This work proposes deployment of a federated framework for the visual detection of 7 different classes of trash at waste management facilities. Furthermore, it is proposed that 4 models be used that have been shown to work well with the TrashBox dataset, instead of using a single model alone. The performance of every model varies slightly compared to the identification class of trash, (i.e. metal, plastic, glass, etc.) and can therefore be used in tandem to get the best possible discrimination of trash overall. In the proposed framework, the federated server will compute the weighted average of model parameters, specifically weights (W) and biases (B). It will receive individual parameters for each model via encrypted communication channels from numerous waste management facilities. Each of the facility would be responsible to run those models in tandem, as shown in Fig. 6. In return, the federated server would broadcast the consolidated parameters back to each waste management facility.
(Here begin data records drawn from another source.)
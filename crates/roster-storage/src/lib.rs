//! Durable state for the roster sync: SQLite-backed research queue, sync
//! lock and run history, plus upstream snapshot files and quota handling for
//! outbound HTTP calls.

use std::str::FromStr;
use std::time::Duration;

use roster_core::ErrorKind;
use sqlx::sqlite::{SqliteConnectOptions, SqliteJournalMode, SqlitePoolOptions};
use thiserror::Error;
use tracing::info;

pub mod lock;
pub mod queue;
pub mod quota;
pub mod runs;
pub mod snapshot;

pub use lock::{LockMetadata, SyncLock, DEFAULT_LOCK_MAX_AGE};
pub use queue::{QueueError, QueueStats, ResearchQueue};
pub use quota::{
    classify_status, parse_retry_after, BackoffPolicy, CredentialPool, Pacer, RateLimitPolicy,
    RateLimiter, RetryDisposition, UpstreamError,
};
pub use runs::RunStore;
pub use snapshot::{CachedSnapshot, SnapshotStore, StoredSnapshot};
pub use sqlx::SqlitePool;

pub const CRATE_NAME: &str = "roster-storage";

#[derive(Debug, Error)]
pub enum StorageError {
    #[error("database error: {0}")]
    Database(#[from] sqlx::Error),
    #[error("migration failed: {0}")]
    Migrate(#[from] sqlx::migrate::MigrateError),
    #[error("serialization error: {0}")]
    Serialization(#[from] serde_json::Error),
    #[error("corrupt row: {0}")]
    Corrupt(String),
}

impl StorageError {
    pub fn kind(&self) -> ErrorKind {
        ErrorKind::Storage
    }
}

/// Opens (creating if needed) the SQLite database at `database_url`.
pub async fn connect(database_url: &str) -> Result<SqlitePool, StorageError> {
    let options = SqliteConnectOptions::from_str(database_url)?
        .create_if_missing(true)
        .journal_mode(SqliteJournalMode::Wal)
        .busy_timeout(Duration::from_secs(10));
    let pool = SqlitePoolOptions::new()
        .max_connections(8)
        .connect_with(options)
        .await?;
    Ok(pool)
}

pub async fn migrate(pool: &SqlitePool) -> Result<(), StorageError> {
    sqlx::migrate!("./migrations").run(pool).await?;
    info!("database migrations applied");
    Ok(())
}

/// Connects and applies pending migrations.
pub async fn open(database_url: &str) -> Result<SqlitePool, StorageError> {
    let pool = connect(database_url).await?;
    migrate(&pool).await?;
    Ok(pool)
}

#[cfg(test)]
pub(crate) mod test_support {
    use sqlx::SqlitePool;
    use tempfile::TempDir;

    pub async fn temp_pool() -> (TempDir, SqlitePool) {
        let dir = tempfile::tempdir().expect("tempdir");
        let url = format!("sqlite://{}", dir.path().join("roster.db").display());
        let pool = super::open(&url).await.expect("open database");
        (dir, pool)
    }
}
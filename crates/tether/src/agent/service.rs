//! Agent registration and presence.

use log::{debug, info, warn};
use serde::Deserialize;
use std::sync::Arc;

use super::models::{AgentIdentity, AgentStatus, AgentType, InvocationCredential, ProfileUpdate};
use crate::discovery::{DiscoveryHints, DiscoveryResolver};
use crate::error::{RelayError, RelayResult};
use crate::events::{EventSink, HubEvent};
use crate::store::Store;

/// Registration of a logical agent by a local process.
#[derive(Debug, Clone, Deserialize)]
pub struct RegisterRequest {
    pub name: String,
    pub agent_type: AgentType,
    #[serde(default)]
    pub project_path: String,
    pub pid: u32,
    #[serde(default)]
    pub tty: String,
    #[serde(default)]
    pub credential: Option<InvocationCredential>,
    #[serde(default)]
    pub profile: Option<ProfileUpdate>,
}

/// Attach `credential` to `name` and announce every holder change.
pub(crate) async fn claim_and_notify(
    store: &dyn Store,
    events: &dyn EventSink,
    name: &str,
    credential: &InvocationCredential,
) -> RelayResult<()> {
    let cleared = store.claim_credential(name, credential).await?;
    for other in cleared {
        info!(
            "session {} moved from {} to {}",
            credential.session_id, other, name
        );
        events.notify(HubEvent::CredentialUpdated {
            agent: other,
            credential: None,
        });
    }
    events.notify(HubEvent::CredentialUpdated {
        agent: name.to_string(),
        credential: Some(credential.clone()),
    });
    Ok(())
}

pub struct AgentService {
    store: Arc<dyn Store>,
    resolver: Arc<DiscoveryResolver>,
    events: Arc<dyn EventSink>,
}

impl AgentService {
    pub fn new(
        store: Arc<dyn Store>,
        resolver: Arc<DiscoveryResolver>,
        events: Arc<dyn EventSink>,
    ) -> Self {
        Self {
            store,
            resolver,
            events,
        }
    }

    /// Register (or re-register) an agent and bind it to a fresh OS session.
    pub async fn register(&self, req: RegisterRequest) -> RelayResult<AgentIdentity> {
        let name = req.name.trim();
        if name.is_empty() {
            return Err(RelayError::rejected("agent name must not be empty"));
        }

        let mut identity = AgentIdentity::new(name, req.agent_type, req.project_path.clone());
        // A new process means a new remote session; resume ids and profile survive.
        if let Some(existing) = self.store.get_agent(name).await? {
            identity.profile = existing.profile;
            identity.cli_session_id = existing.cli_session_id;
            identity.backend_session_id = existing.backend_session_id;
        }
        if let Some(update) = &req.profile {
            identity.profile.apply(update);
        }
        let stored = self.store.upsert_agent(&identity).await?;
        info!(
            "registered {} ({}, {})",
            stored.name, stored.agent_type, stored.project_path
        );

        self.bind(&stored, req.pid, &req.tty, req.credential).await?;
        self.load(name).await
    }

    /// Re-attach an existing identity to a new process.
    pub async fn connect(
        &self,
        name: &str,
        pid: u32,
        tty: &str,
        credential: Option<InvocationCredential>,
    ) -> RelayResult<AgentIdentity> {
        let agent = self.load(name).await?;
        self.store.set_status(name, AgentStatus::Online).await?;
        self.bind(&agent, pid, tty, credential).await?;
        info!("{} connected (pid {})", name, pid);
        self.load(name).await
    }

    pub async fn disconnect(&self, name: &str) -> RelayResult<AgentIdentity> {
        let agent = self.load(name).await?;
        self.store.set_status(name, AgentStatus::Offline).await?;
        let closed = self.store.close_os_sessions(&agent.id).await?;
        info!("{} disconnected ({} session(s) closed)", name, closed);
        self.load(name).await
    }

    pub async fn heartbeat(&self, name: &str) -> RelayResult<()> {
        self.load(name).await?;
        self.store.touch(name).await?;
        Ok(())
    }

    pub async fn update_profile(
        &self,
        name: &str,
        update: &ProfileUpdate,
    ) -> RelayResult<AgentIdentity> {
        self.load(name).await?;
        Ok(self.store.update_profile(name, update).await?)
    }

    pub async fn get(&self, name: &str) -> RelayResult<Option<AgentIdentity>> {
        Ok(self.store.get_agent(name).await?)
    }

    pub async fn list(&self) -> RelayResult<Vec<AgentIdentity>> {
        Ok(self.store.list_agents().await?)
    }

    async fn load(&self, name: &str) -> RelayResult<AgentIdentity> {
        self.store
            .get_agent(name)
            .await?
            .ok_or_else(|| RelayError::not_found(format!("agent {name}")))
    }

    /// Rotate the OS session, then attach the supplied or discovered credential.
    async fn bind(
        &self,
        agent: &AgentIdentity,
        pid: u32,
        tty: &str,
        credential: Option<InvocationCredential>,
    ) -> RelayResult<()> {
        self.store.open_os_session(&agent.id, pid, tty).await?;
        if agent.agent_type == AgentType::System {
            return Ok(());
        }

        let credential = match credential {
            Some(credential) => Some(credential),
            None => self.discover(agent, pid, tty).await?,
        };
        let Some(credential) = credential else {
            debug!("no live session found for {}", agent.name);
            return Ok(());
        };

        claim_and_notify(self.store.as_ref(), self.events.as_ref(), &agent.name, &credential)
            .await?;
        if agent.agent_type != AgentType::Opencode {
            // Only OpenCode servers expose sessions we can discover or invoke.
            info!(
                "{} registered as {} runs on an opencode server, retyping",
                agent.name, agent.agent_type
            );
            if let Err(e) = self.store.set_agent_type(&agent.name, AgentType::Opencode).await {
                warn!("failed to retype {}: {}", agent.name, e);
            }
        }
        Ok(())
    }

    async fn discover(
        &self,
        agent: &AgentIdentity,
        pid: u32,
        tty: &str,
    ) -> RelayResult<Option<InvocationCredential>> {
        let mut hints = DiscoveryHints::for_project(agent.project_path.clone());
        hints.pid = Some(pid).filter(|p| *p > 0);
        hints.tty = Some(tty.to_string()).filter(|t| !t.is_empty());
        hints.exclude = self.store.claimed_session_ids(&agent.name).await?;
        Ok(self.resolver.discover(hints).await)
    }
}
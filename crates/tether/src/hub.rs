//! Composition root: builds every service from [`AppConfig`] and owns their lifecycles.

use anyhow::{Context, Result};
use chrono::Duration as ChronoDuration;
use log::{info, warn};
use std::collections::HashMap;
use std::sync::Arc;
use std::time::Duration;

use crate::agent::{AgentService, AgentType};
use crate::backend::{
    BackendSupervisor, Dispatcher, OpenCodeLauncher, ServerLauncher, SubprocessRunner,
};
use crate::db::Database;
use crate::discovery::{
    DiscoveryResolver, LsofLocator, PsProcessTable, RegistrySet, ServerLocator, StaticLocator,
};
use crate::events::BroadcastSink;
use crate::liveness::{GhostCache, LivenessOracle, PidProbe, SignalProbe};
use crate::queue::{DirectMode, DirectQueue};
use crate::router::InvocationRouter;
use crate::settings::AppConfig;
use crate::store::{MemoryStore, SqliteStore, Store};

/// The seams a hub is assembled from.
pub struct HubDeps {
    pub store: Arc<dyn Store>,
    pub resolver: Arc<DiscoveryResolver>,
    pub registries: Arc<RegistrySet>,
    pub probe: Arc<dyn PidProbe>,
    /// `None` disables the persistent OpenCode server.
    pub launcher: Option<Arc<dyn ServerLauncher>>,
    pub runner: SubprocessRunner,
}

impl HubDeps {
    /// Real process table, on-disk registries, `kill(0)` probe and CLI binaries.
    pub fn system(config: &AppConfig, store: Arc<dyn Store>) -> Result<Self> {
        let http = reqwest::Client::new();
        let home = dirs::home_dir().context("unable to determine home directory")?;
        let max_age = ChronoDuration::hours(config.discovery.registry_max_age_hours);
        let registries = RegistrySet::from_home(&home, max_age);

        let locator: Arc<dyn ServerLocator> = match &config.discovery.server_url {
            Some(url) => Arc::new(StaticLocator::new(Some(url.clone()))),
            None => Arc::new(LsofLocator::new(Duration::from_secs(
                config.discovery.process_timeout_secs,
            ))),
        };
        let processes = Arc::new(PsProcessTable::new(Duration::from_secs(
            config.discovery.process_timeout_secs,
        )));
        let resolver = DiscoveryResolver::standard(
            processes,
            registries.clone(),
            http,
            locator,
            config.discovery.max_pid_hops,
            Duration::from_secs(config.discovery.probe_timeout_secs),
        );

        let runner = SubprocessRunner::new(config.cli_paths()?);
        let launcher: Option<Arc<dyn ServerLauncher>> = if config.backend.opencode_server {
            let binary = runner
                .program_for(AgentType::Opencode)
                .context("resolving opencode binary")?;
            Some(Arc::new(OpenCodeLauncher::new(binary)))
        } else {
            None
        };

        Ok(Self {
            store,
            resolver: Arc::new(resolver),
            registries: Arc::new(registries),
            probe: Arc::new(SignalProbe),
            launcher,
            runner,
        })
    }
}

/// Every long-lived service of a running hub.
pub struct Hub {
    pub config: AppConfig,
    pub store: Arc<dyn Store>,
    pub events: Arc<BroadcastSink>,
    pub oracle: Arc<LivenessOracle>,
    pub ghosts: Arc<GhostCache>,
    pub resolver: Arc<DiscoveryResolver>,
    pub agents: Arc<AgentService>,
    pub queue: Arc<DirectQueue>,
    pub router: Arc<InvocationRouter>,
    pub supervisor: Option<Arc<BackendSupervisor>>,
    pub runner: SubprocessRunner,
    pub direct_mode: DirectMode,
}

impl Hub {
    /// Open the configured store and assemble a hub from system dependencies.
    pub async fn open(config: AppConfig) -> Result<Arc<Self>> {
        let store: Arc<dyn Store> = if config.database.ephemeral {
            info!("using in-memory store");
            Arc::new(MemoryStore::new())
        } else {
            let path = config.database_path()?;
            info!("opening database at {}", path.display());
            let db = Database::new(&path).await?;
            Arc::new(SqliteStore::new(&db))
        };
        let deps = HubDeps::system(&config, store)?;
        Ok(Self::new(config, deps))
    }

    pub fn new(config: AppConfig, deps: HubDeps) -> Arc<Self> {
        let http = reqwest::Client::new();
        let events = Arc::new(BroadcastSink::default());

        let oracle = Arc::new(LivenessOracle::new(
            deps.store.clone(),
            http.clone(),
            deps.probe,
            Duration::from_secs(config.liveness.probe_timeout_secs),
        ));
        let ghosts = Arc::new(GhostCache::new(
            oracle.clone(),
            deps.store.clone(),
            Duration::from_secs(config.liveness.ghost_refresh_secs),
        ));

        let supervisor = match (deps.launcher, config.backend.supervisor_config()) {
            (Some(launcher), Ok(sup_config)) => Some(Arc::new(BackendSupervisor::new(
                sup_config,
                launcher,
                http.clone(),
                events.clone(),
            ))),
            (Some(_), Err(e)) => {
                warn!("opencode server disabled: {:#}", e);
                None
            }
            (None, _) => None,
        };
        let runner = deps.runner;
        let dispatcher = Arc::new(Dispatcher::new(
            supervisor.clone(),
            runner.clone(),
            deps.store.clone(),
        ));

        let queue = Arc::new(DirectQueue::new(
            deps.store.clone(),
            dispatcher,
            deps.registries,
            events.clone(),
            config.direct.queue_config(),
        ));
        let agents = Arc::new(AgentService::new(
            deps.store.clone(),
            deps.resolver.clone(),
            events.clone(),
        ));
        let router = Arc::new(InvocationRouter::new(
            deps.store.clone(),
            oracle.clone(),
            deps.resolver.clone(),
            events.clone(),
            queue.clone(),
            http,
            Duration::from_secs(config.invocation.prompt_timeout_secs),
        ));

        Arc::new(Self {
            direct_mode: config.direct.mode,
            config,
            store: deps.store,
            events,
            oracle,
            ghosts,
            resolver: deps.resolver,
            agents,
            queue,
            router,
            supervisor,
            runner,
        })
    }

    /// Start the background loops. The OpenCode server itself starts on first use.
    pub async fn start(&self) {
        self.ghosts.start().await;
        self.queue.start_sweeper().await;
    }

    /// Stop background loops, drain in-flight invocations and stop owned servers.
    pub async fn shutdown(&self) {
        info!("shutting down");
        self.router.shutdown().await;
        self.queue.stop_sweeper().await;
        self.ghosts.stop().await;
        if let Some(supervisor) = &self.supervisor {
            supervisor.stop().await;
        }
    }

    /// Binaries one-shot delivery would run, keyed by CLI type.
    pub fn cli_binaries(&self) -> HashMap<String, String> {
        [AgentType::Opencode, AgentType::Claude, AgentType::Codex]
            .into_iter()
            .filter_map(|cli| {
                let path = self.runner.program_for(cli).ok()?;
                Some((cli.to_string(), path.display().to_string()))
            })
            .collect()
    }
}

#[cfg(test)]
mod tests {
    use super::*;
    use crate::agent::{AgentIdentity, RegisterRequest};
    use crate::liveness::testing::FixedProbe;
    use crate::store::AgentStore;

    fn deps() -> HubDeps {
        let store: Arc<dyn Store> = Arc::new(MemoryStore::new());
        HubDeps {
            store,
            resolver: Arc::new(DiscoveryResolver::new(
                vec![],
                Arc::new(StaticLocator::new(None)),
            )),
            registries: Arc::new(RegistrySet::default()),
            probe: Arc::new(FixedProbe::with(&[4242])),
            launcher: None,
            runner: SubprocessRunner::default(),
        }
    }

    #[tokio::test]
    async fn test_start_and_shutdown_loops() {
        let hub = Hub::new(AppConfig::default(), deps());
        hub.start().await;
        assert!(hub.ghosts.is_running().await);
        hub.shutdown().await;
        assert!(!hub.ghosts.is_running().await);
        assert!(hub.supervisor.is_none());
    }

    #[tokio::test]
    async fn test_registered_agent_is_visible_to_router() {
        let hub = Hub::new(AppConfig::default(), deps());
        hub.agents
            .register(RegisterRequest {
                name: "nibex".into(),
                agent_type: AgentType::Opencode,
                project_path: "/src/app".into(),
                pid: 4242,
                tty: String::new(),
                credential: None,
                profile: None,
            })
            .await
            .unwrap();
        // Registered process is alive, so not a ghost, but no session is known.
        assert!(!hub.router.is_ghost("nibex").await.unwrap());
        assert!(!hub.router.is_invocable("nibex").await.unwrap());
        assert!(hub.store.get_agent("nibex").await.unwrap().is_some());
    }

    #[tokio::test]
    async fn test_ephemeral_open() {
        let mut config = AppConfig::default();
        config.database.ephemeral = true;
        config.backend.opencode_server = false;
        config.discovery.server_url = Some("http://127.0.0.1:1".into());
        let hub = Hub::open(config).await.unwrap();
        let agent = AgentIdentity::new("quill", AgentType::Claude, "/q");
        hub.store.upsert_agent(&agent).await.unwrap();
        assert_eq!(hub.store.list_agents().await.unwrap().len(), 1);
    }
}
Based on the benchmarks and tests conducted in this study, the four models proposed to run at each remote site are ResNeXt-101, ShuffleNetV2, ResNet-34 and MobileNetV3-Large respectively. All four models have been shown in this study to perform the task of detection of different classes of trash very well. Furthermore, all of these models can be configured to function as reinforcement learning (RL) agents. This means that they have the ability to improve and adapt their parameters in accordance to their real-time performance via reinforcement learning. This would allow each model to be optimized locally for each class of trash that is provided in the TrashBox dataset, as shown in Fig. 7. Each individual waste management site will be able to share its unique learning experience with other sites via the federated server.
Conclusions
This study evaluated a variety of deep learning models to thoroughly test their efficacy in detecting and classifying different types of waste. The TrashBox dataset was used on all the models, that were tested on the same hardware platform. After rigorous testing, this study found that two models, namely, the ResNeXt-101 and ResNeXt-50 consistently outperformed other models both in training and post-inference validation. Of these two, ResNeXt-101 achieved the highest test accuracy of 89.62% and the highest test F1 score of 89.66%. ResNeXt-50 was comparable with an 88.68% accuracy and a test F1 score of 87.01%. ShuffleNetV2 showed potential with comparable validation and test accuracies with a slightly lower test F1 score. This may suggest a possible case of overfitting in the ResNeXt-based models.Among the ResNet-based models, ResNet-34 performs commendably well, followed by ResNet-50 and ResNet-101. They clearly outperform all the MobileNet-based models. This could be because MobileNet models are lightweight models built for relatively lower computational requirements resulting in potential underfitting.
In conclusion, while ResNeXt-101 stands out as the superior model, maintaining dependably high accuracy and F1 score, many of the other models were consistently accurate. making them viable to be applied in a trash-classification system. The key is balancing model complexity with the model performance. This trade-off was observed between ResNeXt and MobileNet models, where ResNeXt models were clearly optimal for performance while MobileNet models designed to run on low-end computational platforms. The ability to run on inexpensive embedded platforms may be a crucial consideration in a practical context. This comparative analysis emphasizes the importance of selecting the most suitable DNN model for effective trash classification, if used for the waste management of smart cities.
Lastly, this study has presented a proposal for a framework that is based on federated learning, that uses 4 image classification models at each waste management site. The concept is to integrate the model parameters of several such sites to a federated server, that would consolidate the model parameters, specifically, their weights and biases, to develop a global wisdom. Based on the tests and benchmarks performed in this study, the four most suitable models that should be deployed are ResNeXt-101, ShuffleNetV, ResNet-34 and MobileNetV3-Large respectively.
Data availibility
All related data is available in the paper.
References
Popova, Y. & Sproge, I. Decision-making within smart city: Waste sorting. Sustainability 13(19), 10586 (2021).
Mohammed, M. A., Abdulhasan, M. J., Manoj Kumar, N., Abdulkareem, K. H., Mostafa, S. A., Maashi, M. S., Khalid, L. S., Abdulaali, H. S., & Chopra, S. S. Automated waste-sorting and recycling classification using artificial neural network and features fusion: A digital-enabled circular economy vision for smart cities. Multimed. Tools Appl. 82(25), 39617–39632 (2023).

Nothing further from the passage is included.